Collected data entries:
use std::path::PathBuf;

use clap::{Args as ClapArgs, Parser, Subcommand};

use crate::experiment::headless::Strategy;
use crate::experiment::record::SubjectInfo;

#[derive(Parser, Debug, Clone)]
#[command(author, version, about)]
pub struct Args {
    /// Path to config TOML
    #[arg(long, default_value = "gems.toml")]
    pub config: String,

    /// Default log filter when RUST_LOG is unset
    #[arg(long, default_value = "info")]
    pub log: String,

    #[command(subcommand)]
    pub command: Command,
}

#[derive(Subcommand, Debug, Clone)]
pub enum Command {
    /// Run a full session with a simulated participant
    Run(RunArgs),
    /// Write every landscape cell as CSV (x,y,ori,sf,score)
    Export {
        /// Output path; stdout when omitted
        #[arg(value_name = "PATH")]
        output: Option<PathBuf>,
    },
    /// Re-sample the stimuli of a logged session and compare
    Replay {
        /// Trial log written by `run`
        #[arg(value_name = "LOG")]
        log: PathBuf,

        /// Sampling seed of the logged session
        #[arg(long)]
        seed: u64,
    },
}

#[derive(ClapArgs, Debug, Clone)]
pub struct RunArgs {
    /// How the simulated participant chooses
    #[arg(long, value_enum, default_value_t = StrategyArg::Greedy)]
    pub strategy: StrategyArg,

    /// Seed for the participant's own choices and reaction times
    #[arg(long, default_value_t = 0)]
    pub participant_seed: u64,

    #[arg(long, default_value = "GEMS000")]
    pub subj_id: String,

    #[arg(long, default_value = "")]
    pub date: String,

    #[arg(long, default_value = "")]
    pub computer: String,

    #[arg(long, default_value = "")]
    pub experimenter: String,

    /// Instructions condition label
    #[arg(long, default_value = "")]
    pub instructions: String,

    /// Skip feedback, ITI and break holds
    #[arg(long, default_value_t = false)]
    pub no_wait: bool,
}

#[derive(clap::ValueEnum, Debug, Clone, Copy, PartialEq, Eq)]
pub enum StrategyArg {
    Random,
    Greedy,
}

impl From<StrategyArg> for Strategy {
    fn from(arg: StrategyArg) -> Self {
        match arg {
            StrategyArg::Random => Strategy::Random,
            StrategyArg::Greedy => Strategy::Greedy,
        }
    }
}

impl RunArgs {
    pub fn subject(&self) -> SubjectInfo {
        SubjectInfo {
            subj_id: self.subj_id.clone(),
            date: self.date.clone(),
            computer: self.computer.clone(),
            experimenter: self.experimenter.clone(),
            instructions: self.instructions.clone(),
        }
    }
}

#[cfg(test)]
mod tests {
    use super::*;

    #[test]
    fn parses_run_flags() {
        let args = Args::try_parse_from([
            "gems",
            "--config",
            "lab.toml",
            "run",
            "--strategy",
            "random",
            "--subj-id",
            "GEMS104",
            "--instructions",
            "orientation",
            "--no-wait",
        ])
        .unwrap();
        assert_eq!(args.config, "lab.toml");
        let Command::Run(run) = args.command else {
            panic!("expected run");
        };
        assert_eq!(run.strategy, StrategyArg::Random);
        assert!(run.no_wait);
        let subject = run.subject();
        assert_eq!(subject.subj_id, "GEMS104");
        assert_eq!(subject.instructions, "orientation");
    }

    #[test]
    fn replay_requires_seed() {
        assert!(Args::try_parse_from(["gems", "replay", "data/S1.csv"]).is_err());
        let args = Args::try_parse_from(["gems", "replay", "data/S1.csv", "--seed", "42"]).unwrap();
        assert!(matches!(args.command, Command::Replay { seed: 42, .. }));
    }
}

What the task asks: Gather and copy every line of the data in which the string "config" is found.

Task response:
    /// Path to config TOML
    pub config: String,
            "--config",
        assert_eq!(args.config, "lab.toml");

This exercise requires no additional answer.